Lincoln Riley goes into the 2025 season at USC facing a make or break year, according to ESPN’s Paul Finebaum.

Riley is 26-14 in three seasons at USC, which isn’t bad on the surface. But considering the expectations, especially after he was hired away from Oklahoma, he hasn’t come close to what Trojan fans wanted.

So when Finebaum looks at it, Riley has this next fall to get it together.

“I don’t know why we were both thinking USC when you started asking that question,” Finebaum said on McElroy and Cubelic.  “I think it’s a make or break year for Lincoln Riley, and I think to his credit, winning the bowl game was really important. I mean, it’s amazing what a bowl game win will do, especially if you’re a school out there beating an SEC team to book-end your season. 

“What I’m concerned about is all the players that (have) bailed out of there, though, and I don’t know exactly what their roster looks like today, but I’ve seen a lot of players leaving compared to players coming in. But I think that’s self explanatory. The expectations for him are through the roof, and you can’t get away with a couple of bad years at ‘SC, even if you end on a high note.”

Following a solid debut season, Riley and USC have only gone backwards since. That included a second year with Caleb Williams, a Heisman winning QB, in Year 2.

In the end, with NIL and the transfer portal, roster building is very different. And for Riley, perhaps adjustments have to be made to have successful teams in 2025 and beyond.

“I think everybody’s having to determine where they place value on certain positions, on certain people, and that’s just the nature of it,” Riley said. “The NFL’s been doing it forever.

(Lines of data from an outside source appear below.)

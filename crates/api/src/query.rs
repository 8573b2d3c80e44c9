//! Query parameters shared by the metrics and analytics endpoints

use chrono::{DateTime, Duration, NaiveDate, Utc};
use common::rollups::AggregationPeriod;
use serde::Deserialize;

use crate::error::ApiError;

/// Default look-back window when no start date is given
const DEFAULT_WINDOW_DAYS: i64 = 30;

#[derive(Debug, Default, Deserialize)]
pub struct MetricsQuery {
    /// RFC 3339 timestamp or `YYYY-MM-DD`
    pub start_date: Option<String>,
    pub end_date: Option<String>,
    /// Comma-separated author logins
    pub developers: Option<String>,
    /// Comma-separated `owner/name` list
    pub repositories: Option<String>,
    pub period: Option<String>,
    pub limit: Option<usize>,
    /// Serve a stored rollup covering the window instead of recomputing
    pub cached: Option<bool>,
}

/// Validated form of [`MetricsQuery`]
#[derive(Debug, Clone, PartialEq)]
pub struct MetricsFilter {
    pub start: DateTime<Utc>,
    pub end: DateTime<Utc>,
    pub developers: Vec<String>,
    pub repositories: Vec<String>,
    pub period: AggregationPeriod,
    pub limit: Option<usize>,
    pub cached: bool,
}

impl MetricsQuery {
    pub fn resolve(&self, now: DateTime<Utc>) -> Result<MetricsFilter, ApiError> {
        let end = match &self.end_date {
            Some(raw) => parse_date(raw, true)?,
            None => now,
        };
        let start = match &self.start_date {
            Some(raw) => parse_date(raw, false)?,
            None => end - Duration::days(DEFAULT_WINDOW_DAYS),
        };
        if start > end {
            return Err(ApiError::BadRequest(format!(
                "start_date {} is after end_date {}",
                start, end
            )));
        }

        let period = match &self.period {
            Some(raw) => raw
                .parse()
                .map_err(|e: common::Error| ApiError::BadRequest(e.to_string()))?,
            None => AggregationPeriod::Weekly,
        };
        if self.limit == Some(0) {
            return Err(ApiError::BadRequest("limit must be positive".to_string()));
        }

        Ok(MetricsFilter {
            start,
            end,
            developers: split_list(self.developers.as_deref()),
            repositories: split_list(self.repositories.as_deref()),
            period,
            limit: self.limit,
            cached: self.cached.unwrap_or(false),
        })
    }
}

/// Plain dates cover the whole day: start of day for a start bound, end of day for an end bound
fn parse_date(raw: &str, end_of_day: bool) -> Result<DateTime<Utc>, ApiError> {
    let raw = raw.trim();
    if let Ok(ts) = DateTime::parse_from_rfc3339(raw) {
        return Ok(ts.with_timezone(&Utc));
    }
    let date = NaiveDate::parse_from_str(raw, "%Y-%m-%d")
        .map_err(|_| ApiError::BadRequest(format!("invalid date {raw:?}")))?;
    let midnight = date.and_time(chrono::NaiveTime::MIN).and_utc();
    if end_of_day {
        Ok(midnight + Duration::days(1) - Duration::milliseconds(1))
    } else {
        Ok(midnight)
    }
}

fn split_list(raw: Option<&str>) -> Vec<String> {
    raw.map(|s| {
        s.split(',')
            .map(str::trim)
            .filter(|s| !s.is_empty())
            .map(str::to_string)
            .collect()
    })
    .unwrap_or_default()
}

#[cfg(test)]
mod tests {
    use super::*;
    use chrono::TimeZone;

    fn now() -> DateTime<Utc> {
        Utc.with_ymd_and_hms(2026, 3, 1, 12, 0, 0).unwrap()
    }

    #[test]
    fn test_defaults() {
        let filter = MetricsQuery::default().resolve(now()).unwrap();
        assert_eq!(filter.end, now());
        assert_eq!(filter.start, now() - Duration::days(30));
        assert_eq!(filter.period, AggregationPeriod::Weekly);
        assert!(filter.developers.is_empty());
        assert!(!filter.cached);
    }

    #[test]
    fn test_plain_dates_cover_whole_days() {
        let query = MetricsQuery {
            start_date: Some("2026-01-01".to_string()),
            end_date: Some("2026-01-31".to_string()),
            developers: Some("alice, bob,,".to_string()),
            period: Some("monthly".to_string()),
            ..Default::default()
        };
        let filter = query.resolve(now()).unwrap();
        assert_eq!(filter.start, Utc.with_ymd_and_hms(2026, 1, 1, 0, 0, 0).unwrap());
        assert_eq!(
            filter.end,
            Utc.with_ymd_and_hms(2026, 2, 1, 0, 0, 0).unwrap() - Duration::milliseconds(1)
        );
        assert_eq!(filter.developers, vec!["alice", "bob"]);
        assert_eq!(filter.period, AggregationPeriod::Monthly);
    }

    #[test]
    fn test_rfc3339_dates() {
        let query = MetricsQuery {
            start_date: Some("2026-01-01T09:00:00+09:00".to_string()),
            ..Default::default()
        };
        let filter = query.resolve(now()).unwrap();
        assert_eq!(filter.start, Utc.with_ymd_and_hms(2026, 1, 1, 0, 0, 0).unwrap());
    }

    #[test]
    fn test_invalid_parameters() {
        let bad_date = MetricsQuery {
            start_date: Some("yesterday".to_string()),
            ..Default::default()
        };
        assert!(matches!(bad_date.resolve(now()), Err(ApiError::BadRequest(_))));

        let inverted = MetricsQuery {
            start_date: Some("2026-02-01".to_string()),
            end_date: Some("2026-01-01".to_string()),
            ..Default::default()
        };
        assert!(matches!(inverted.resolve(now()), Err(ApiError::BadRequest(_))));

        let bad_period = MetricsQuery {
            period: Some("yearly".to_string()),
            ..Default::default()
        };
        assert!(matches!(bad_period.resolve(now()), Err(ApiError::BadRequest(_))));
    }
}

You see the discussion on how much should you pay a starting quarterback in the NFL. How much is a running back worth? How much is a receiver worth? If a guy has this type of production, then what percentage of a salary cap does that entitle them do, or does that make sense for the program to be able to give to them? It’s very cut and dry. It’s very production-based. Everybody’s going to have their philosophies.

“But for us, that’s the mindset you’ve got to have. We’ve got a salary cap and we’ve got to look at production and we’ve got to look at positions, we’ve got to look at value to the team. All of those things. It’s been fun, kind of putting that together, really deciding what our philosophies are going to be on it.”